The Rage of Paris is a 1921 American silent drama film directed by Jack Conway and starring Miss DuPont, Elinor Hancock and Jack Perrin.

==Plot==
Forced into a loveless marriage by her mother, Joan Coolidge, a beautiful American girl, finds her husband a brute. She runs away to Paris and studies dancing and becomes The Rage of Paris. Her portrait is hung in the art gallery. Her former sweetheart, a civil engineer fresh from conquests in Arabia, sees the portrait and finds her. When he goes to Arabia she follows. Her husband trails her across the ocean into the desert, but is killed by a half-crazed native during a sandstorm. Joan and her old lover are finally reunited.

==Cast==
- Miss DuPont as Joan Coolidge
- Elinor Hancock as Mrs.
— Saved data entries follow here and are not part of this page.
/// Common test utilities and helpers for RepoKeeper tests
use async_trait::async_trait;
use repokeeper::critical::CriticalEntry;
use repokeeper::host::{ContentHost, IndexEntry, RateStatus, Release, RemoteRepository, TreeEntry};
use repokeeper::{Category, Config, Error, Orchestrator, RemovedRepository, Result, StateDb};
use std::collections::{BTreeMap, HashMap, HashSet};
use std::path::PathBuf;
use std::sync::atomic::{AtomicU32, AtomicUsize, Ordering};
use std::sync::{Arc, Mutex};
use tempfile::TempDir;

/// Test configuration helper
pub struct TestEnvironment {
    pub temp_dir: TempDir,
    pub config_root: PathBuf,
    pub db_path: PathBuf,
}

impl TestEnvironment {
    pub fn new() -> Self {
        let temp_dir = TempDir::new().expect("Failed to create temp dir");
        let config_root = temp_dir.path().join("config");
        std::fs::create_dir_all(&config_root).expect("Failed to create config root");
        let db_path = temp_dir.path().join("state.db");

        Self {
            temp_dir,
            config_root,
            db_path,
        }
    }

    pub fn config(&self) -> Config {
        let mut config = Config::default();
        config.config_root = self.config_root.to_string_lossy().into_owned();
        config.backup.directory = self
            .temp_dir
            .path()
            .join("backup")
            .to_string_lossy()
            .into_owned();
        config.daemon.pid_file = self
            .temp_dir
            .path()
            .join("repokeeper.pid")
            .to_string_lossy()
            .into_owned();
        config.download.timeout = 5;
        config.download.retries = 1;
        config
    }

    /// Orchestrator over `host` with a store that survives re-opening
    pub fn orchestrator(&self, host: Arc<FakeHost>) -> Orchestrator {
        let store = StateDb::open_at(self.db_path.clone()).expect("Failed to open state db");
        Orchestrator::new(self.config(), host, store)
    }

    pub fn path(&self, relative: &str) -> PathBuf {
        self.config_root.join(relative)
    }
}

/// Repository served by [`FakeHost`]
#[derive(Debug, Clone)]
pub struct FakeRepository {
    pub remote: RemoteRepository,
    pub releases: Vec<Release>,
    pub files: BTreeMap<String, String>,
}

impl FakeRepository {
    pub fn new(full_name: &str, id: u64) -> Self {
        Self {
            remote: RemoteRepository {
                id,
                full_name: full_name.to_string(),
                description: Some(format!("{} for testing", full_name)),
                default_branch: Some("main".to_string()),
                ..RemoteRepository::default()
            },
            releases: Vec::new(),
            files: BTreeMap::new(),
        }
    }

    /// A compliant integration with the given domain
    pub fn integration(full_name: &str, id: u64, domain: &str) -> Self {
        Self::new(full_name, id)
            .with_file(
                &format!("custom_components/{}/manifest.json", domain),
                &format!(
                    r#"{{"domain": "{}", "name": "Widget", "codeowners": ["@acme"],
                        "version": "1.0.0"}}"#,
                    domain
                ),
            )
            .with_file(&format!("custom_components/{}/__init__.py", domain), "VERSION = 1\n")
            .with_file(&format!("custom_components/{}/sensor.py", domain), "# sensor\n")
            .with_file("hacs.json", r#"{"name": "Widget"}"#)
    }

    pub fn with_file(mut self, path: &str, contents: &str) -> Self {
        self.files.insert(path.to_string(), contents.to_string());
        self
    }

    pub fn with_release(mut self, tag: &str) -> Self {
        self.releases.insert(
            0,
            Release {
                tag_name: tag.to_string(),
                prerelease: false,
                draft: false,
                published_at: None,
                assets: Vec::new(),
            },
        );
        self
    }

    pub fn archived(mut self) -> Self {
        self.remote.archived = true;
        self
    }

    fn knows_ref(&self, git_ref: &str) -> bool {
        self.remote.default_branch.as_deref() == Some(git_ref)
            || self.releases.iter().any(|release| release.tag_name == git_ref)
    }

    fn tree(&self) -> Vec<TreeEntry> {
        let mut directories = HashSet::new();
        let mut entries = Vec::new();
        for path in self.files.keys() {
            let mut parent = path.as_str();
            while let Some((dir, _)) = parent.rsplit_once('/') {
                if directories.insert(dir.to_string()) {
                    entries.push(TreeEntry::directory(dir));
                }
                parent = dir;
            }
            entries.push(TreeEntry::file(path.as_str()));
        }
        entries
    }
}

/// In-memory content host. File URLs have the form
/// `fake://{owner}/{name}/{ref}/{path}`.
#[derive(Default)]
pub struct FakeHost {
    repositories: Mutex<HashMap<String, FakeRepository>>,
    remaining: AtomicU32,
    critical: Mutex<Vec<CriticalEntry>>,
    removed: Mutex<Vec<RemovedRepository>>,
    index: Mutex<Vec<(Category, Vec<IndexEntry>)>>,
    failing: Mutex<HashSet<String>>,
    pub downloads: AtomicUsize,
}

impl FakeHost {
    pub fn new() -> Arc<Self> {
        let host = Self::default();
        host.remaining.store(5000, Ordering::SeqCst);
        Arc::new(host)
    }

    pub fn add(&self, repository: FakeRepository) {
        self.repositories
            .lock()
            .unwrap()
            .insert(repository.remote.full_name.to_lowercase(), repository);
    }

    pub fn edit(&self, full_name: &str, edit: impl FnOnce(&mut FakeRepository)) {
        let mut repositories = self.repositories.lock().unwrap();
        edit(repositories.get_mut(&full_name.to_lowercase()).expect("unknown fake repository"));
    }

    pub fn set_remaining(&self, remaining: u32) {
        self.remaining.store(remaining, Ordering::SeqCst);
    }

    pub fn set_critical(&self, entries: Vec<CriticalEntry>) {
        *self.critical.lock().unwrap() = entries;
    }

    pub fn set_removed(&self, entries: Vec<RemovedRepository>) {
        *self.removed.lock().unwrap() = entries;
    }

    pub fn set_index(&self, category: Category, full_names: &[&str]) {
        let entries = full_names.iter().map(|name| IndexEntry::new(*name)).collect();
        self.index.lock().unwrap().push((category, entries));
    }

    /// Make downloads of this repository path fail
    pub fn fail_download(&self, path: &str) {
        self.failing.lock().unwrap().insert(path.to_string());
    }

    fn repository(&self, full_name: &str) -> Result<FakeRepository> {
        self.repositories
            .lock()
            .unwrap()
            .get(&full_name.to_lowercase())
            .cloned()
            .ok_or_else(|| Error::NotFound(full_name.to_string()))
    }
}

#[async_trait]
impl ContentHost for FakeHost {
    async fn get_repository(&self, full_name: &str) -> Result<RemoteRepository> {
        Ok(self.repository(full_name)?.remote)
    }

    async fn list_releases(
        &self,
        full_name: &str,
        include_prereleases: bool,
        limit: usize,
    ) -> Result<Vec<Release>> {
        Ok(self
            .repository(full_name)?
            .releases
            .into_iter()
            .filter(|release| include_prereleases || !release.prerelease)
            .take(limit)
            .collect())
    }

    async fn get_tree(&self, full_name: &str, git_ref: &str) -> Result<Vec<TreeEntry>> {
        let repository = self.repository(full_name)?;
        if !repository.knows_ref(git_ref) {
            return Err(Error::NotFound(format!("{}@{}", full_name, git_ref)));
        }
        Ok(repository.tree())
    }

    async fn get_file(
        &self,
        full_name: &str,
        path: &str,
        _git_ref: &str,
    ) -> Result<Option<String>> {
        Ok(self.repository(full_name)?.files.get(path).cloned())
    }

    async fn last_commit(&self, _full_name: &str, _git_ref: &str) -> Result<String> {
        Ok("abc1234".to_string())
    }

    fn file_url(&self, full_name: &str, git_ref: &str, path: &str) -> String {
        format!("fake://{}/{}/{}", full_name, git_ref, path)
    }

    fn release_asset_url(&self, full_name: &str, tag: &str, filename: &str) -> String {
        format!("fake://{}/{}/{}", full_name, tag, filename)
    }

    async fn download(&self, url: &str) -> Result<Vec<u8>> {
        self.downloads.fetch_add(1, Ordering::SeqCst);
        let rest = url
            .strip_prefix("fake://")
            .ok_or_else(|| Error::Host(format!("unexpected url {}", url)))?;
        let mut parts = rest.splitn(4, '/');
        let (Some(owner), Some(name), Some(_git_ref), Some(path)) =
            (parts.next(), parts.next(), parts.next(), parts.next())
        else {
            return Err(Error::Host(format!("malformed url {}", url)));
        };

        if self.failing.lock().unwrap().contains(path) {
            return Err(Error::Host("connection reset by peer".to_string()));
        }
        self.repository(&format!("{}/{}", owner, name))?
            .files
            .get(path)
            .map(|contents| contents.clone().into_bytes())
            .ok_or_else(|| Error::NotFound(url.to_string()))
    }

    async fn rate_limit(&self) -> Result<RateStatus> {
        Ok(RateStatus {
            remaining: self.remaining.load(Ordering::SeqCst),
            limit: 5000,
            reset: None,
        })
    }

    async fn fetch_critical(&self) -> Result<Vec<CriticalEntry>> {
        Ok(self.critical.lock().unwrap().clone())
    }

    async fn fetch_removed(&self) -> Result<Vec<RemovedRepository>> {
        Ok(self.removed.lock().unwrap().clone())
    }

    async fn fetch_default_index(&self, category: Category) -> Result<Vec<IndexEntry>> {
        Ok(self
            .index
            .lock()
            .unwrap()
            .iter()
            .filter(|(indexed, _)| *indexed == category)
            .flat_map(|(_, entries)| entries.clone())
            .collect())
    }
}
Coolidge
- Jack Perrin as Gordon Talbut
- Leo White as Jean Marot
- Ramsey Wallace as Mortimer Handley
- Freeman Wood as Jimmy Allen
- Eve Southern as Mignonne Le Place
- Mathilde Brundage as Mme. Courtigny
- J.J. Lance as Mons. Dubet

==Bibliography==
- James Robert Parish & Michael R. Pitts. Film directors: a guide to their American films. Scarecrow Press, 1974.